Published: April 8, 2025

TL;DR: Fraud moves fast, and your features should too. Batch processing creates delays that fraudsters exploit, while real-time feature computation enables instant threat detection, reducing losses and improving accuracy. This post breaks down why feature freshness is critical and how to achieve it.

Fraud detection has come a long way. Many financial services and fintech companies began with simple rules engines and batch processing, analyzing transactions hours or even days after they occurred. As digital commerce accelerated, the focus shifted to more sophisticated models—developing better algorithms and incorporating more data—but still largely within batch architectures.

Fraudsters operate in near real-time across multiple channels, making any delay in data processing an increasingly exploitable weakness. Batch-centric architectures struggle to keep up, but even systems with real-time data ingestion can fall short if features aren’t computed and served fast enough. 

A 2024 LexisNexis study found that every dollar lost to fraud costs financial institutions $4.41, with digital channels accounting for half of all fraud losses. And with 63% of financial firms reporting fraud increases of at least 6% in just 12 months, the financial stakes of stopping fraud have never been higher.

In this post, we’ll explore why the next critical evolution in fraud detection is feature freshness—calculating and delivering model inputs using data collected seconds ago. This shift from batch to real-time processing is how leading financial companies such as Coinbase, Block, and North detect fraud.

Limits of batch-centric architectures in fraud detection

Even the most sophisticated ML models face inherent limitations when working with stale data. Multi-channel commerce and digital banking introduce complex data patterns that change by the minute.

Timeline visualization showing the fraud exploit window.

For sophisticated fraudsters, stale features create a significant advantage. Bad actors leverage automation to execute fraudulent transactions in rapid succession, often completing multiple transactions in the brief window between when an event occurs and when batch features reflect it.

“At some point, you will reach a certain performance plateau in terms of what you can optimize if you have batch features. The next level of performance comes from incorporating real-time signals.”
-Stephan Claus, Director of Data Analytics at HomeToGo

This plateau represents the ceiling on fraud detection capabilities without incorporating fresh features. The gap between when data is generated and when it becomes available creates significant operational and financial risks that fraudsters quickly exploit.

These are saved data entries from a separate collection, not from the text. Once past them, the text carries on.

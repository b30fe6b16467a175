//! Contracts for the host authentication framework the bridge plugs into.
//!
//! The host owns challenge routing: it registers listeners per realm through
//! [`AuthenticationRegistry`], hands each challenge to the listener together with a one-shot
//! [`AuthenticationContext`], and later reports the overall result back to the listener. These
//! traits only describe that surface so the bridge never depends on a concrete platform SDK.

// self
use crate::{_prelude::*, auth::RealmId, challenge::Challenge};

/// One outstanding host challenge awaiting an answer or a failure.
///
/// The host treats the context as one-shot: after either submission it is spent. The bridge never
/// calls both, and never calls either twice.
pub trait AuthenticationContext: Send + Sync {
	/// Answers the challenge with the provided JSON payload.
	fn submit_answer(&self, answer: JsonValue);

	/// Fails the challenge with the provided JSON payload.
	fn submit_failure(&self, info: JsonValue);
}

/// Callback set the host invokes on the listener registered for a realm.
pub trait AuthenticationListener: Send + Sync {
	/// A challenge for the listener's realm arrived.
	fn on_authentication_challenge_received(
		&self,
		context: Arc<dyn AuthenticationContext>,
		challenge: &Challenge,
		platform: &PlatformContext,
	);

	/// The host considers the authentication successful.
	fn on_authentication_success(&self, platform: &PlatformContext, info: &JsonValue);

	/// The host considers the authentication failed.
	fn on_authentication_failure(&self, platform: &PlatformContext, info: &JsonValue);
}

/// Host registry that routes challenges to realm-specific listeners.
pub trait AuthenticationRegistry: Send + Sync {
	/// Registers `listener` for `realm`, replacing any previous listener for it.
	fn register_authentication_listener(
		&self,
		realm: &RealmId,
		listener: Arc<dyn AuthenticationListener>,
	);
}

/// Opaque platform handle (activity, window, UI context) threaded through to delegates.
#[derive(Clone)]
pub struct PlatformContext(Arc<dyn Any + Send + Sync>);
impl PlatformContext {
	/// Wraps a platform value.
	pub fn new<T>(value: T) -> Self
	where
		T: 'static + Send + Sync,
	{
		Self(Arc::new(value))
	}

	/// Context that carries nothing, for hosts without a UI handle.
	pub fn empty() -> Self {
		Self::new(())
	}

	/// Borrows the wrapped value when it has type `T`.
	pub fn downcast_ref<T>(&self) -> Option<&T>
	where
		T: 'static,
	{
		self.0.downcast_ref()
	}
}
impl Default for PlatformContext {
	fn default() -> Self {
		Self::empty()
	}
}
impl Debug for PlatformContext {
	fn fmt(&self, f: &mut Formatter) -> FmtResult {
		f.write_str("PlatformContext(..)")
	}
}

/// Platform activity result forwarded verbatim to the login delegate.
#[derive(Clone, Debug, PartialEq, Serialize, Deserialize)]
pub struct ActivityResult {
	/// Request code the activity was started with.
	pub request_code: i32,
	/// Result code the activity finished with.
	pub result_code: i32,
	/// Optional opaque result data.
	pub data: Option<JsonValue>,
}
impl ActivityResult {
	/// Creates a new result without data.
	pub fn new(request_code: i32, result_code: i32) -> Self {
		Self { request_code, result_code, data: None }
	}

	/// Attaches result data.
	pub fn with_data(mut self, data: JsonValue) -> Self {
		self.data = Some(data);

		self
	}
}

#[cfg(test)]
mod tests {
	// self
	use super::*;

	#[test]
	fn platform_context_downcasts_to_wrapped_type() {
		let platform = PlatformContext::new(String::from("main-activity"));

		assert_eq!(platform.downcast_ref::<String>().map(String::as_str), Some("main-activity"));
		assert!(platform.downcast_ref::<u32>().is_none());
		assert!(PlatformContext::empty().downcast_ref::<()>().is_some());
	}
}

Consider a common scenario: a customer’s credit card is used in one location, then minutes later in another location 2,000 miles away. Effective fraud detection requires contextual awareness to recognize that the simultaneous presence in two locations is physically impossible.

“If someone used their credit card five minutes ago in San Francisco and they’re trying to do a card-present transaction in New York, we have to have the contextual information to understand that you’re probably not going to be on two coasts at the same time.”
-Ben Orkin, Vice President of Engineering – MLOps at North

Without timely data, systems miss critical signals that only emerge when examining minute-by-minute activities. This leads to undetected transaction sequences and makes it difficult to distinguish between legitimate customer activities and genuine fraud. The vulnerability extends to sophisticated fraud rings targeting multiple accounts simultaneously, which can operate undetected when systems lack fresh, cross-account context.

When fraud detection systems miss these signals, someone pays the price. As Ben Orkin from North said in a recent conversation about fighting fraud in real time: “If you get one wrong, which obviously does happen, someone’s going to take the hit for that, be that us, be it a merchant, be it a cardholder.”

Why real-time feature computation matters

Millisecond-level data responsiveness allows ML models to capture signals while they still retain their highest predictive value. With real-time computation across transaction data, fraud teams gain critical insights that would be impossible with batch processing. 

What becomes possible with this approach? Here are just a few examples:

  • Device intelligence signals look at IPs and device fingerprints to determine if someone is legitimately using their card where they claim to be located
  • Recent transaction context helps systems understand what a customer did minutes ago, versus relying solely on historical patterns
  • Email risk indicators help models analyze how legitimate an email address is—was it created six hours ago or six years ago?
  • Velocity anomalies enable detection of suspicious patterns in transaction frequency that indicate coordinated fraud attempts

Fresh features enable organizations to identify threats faster and gain critical context to understand the who, what, where, and how of an attack as it’s occurring. 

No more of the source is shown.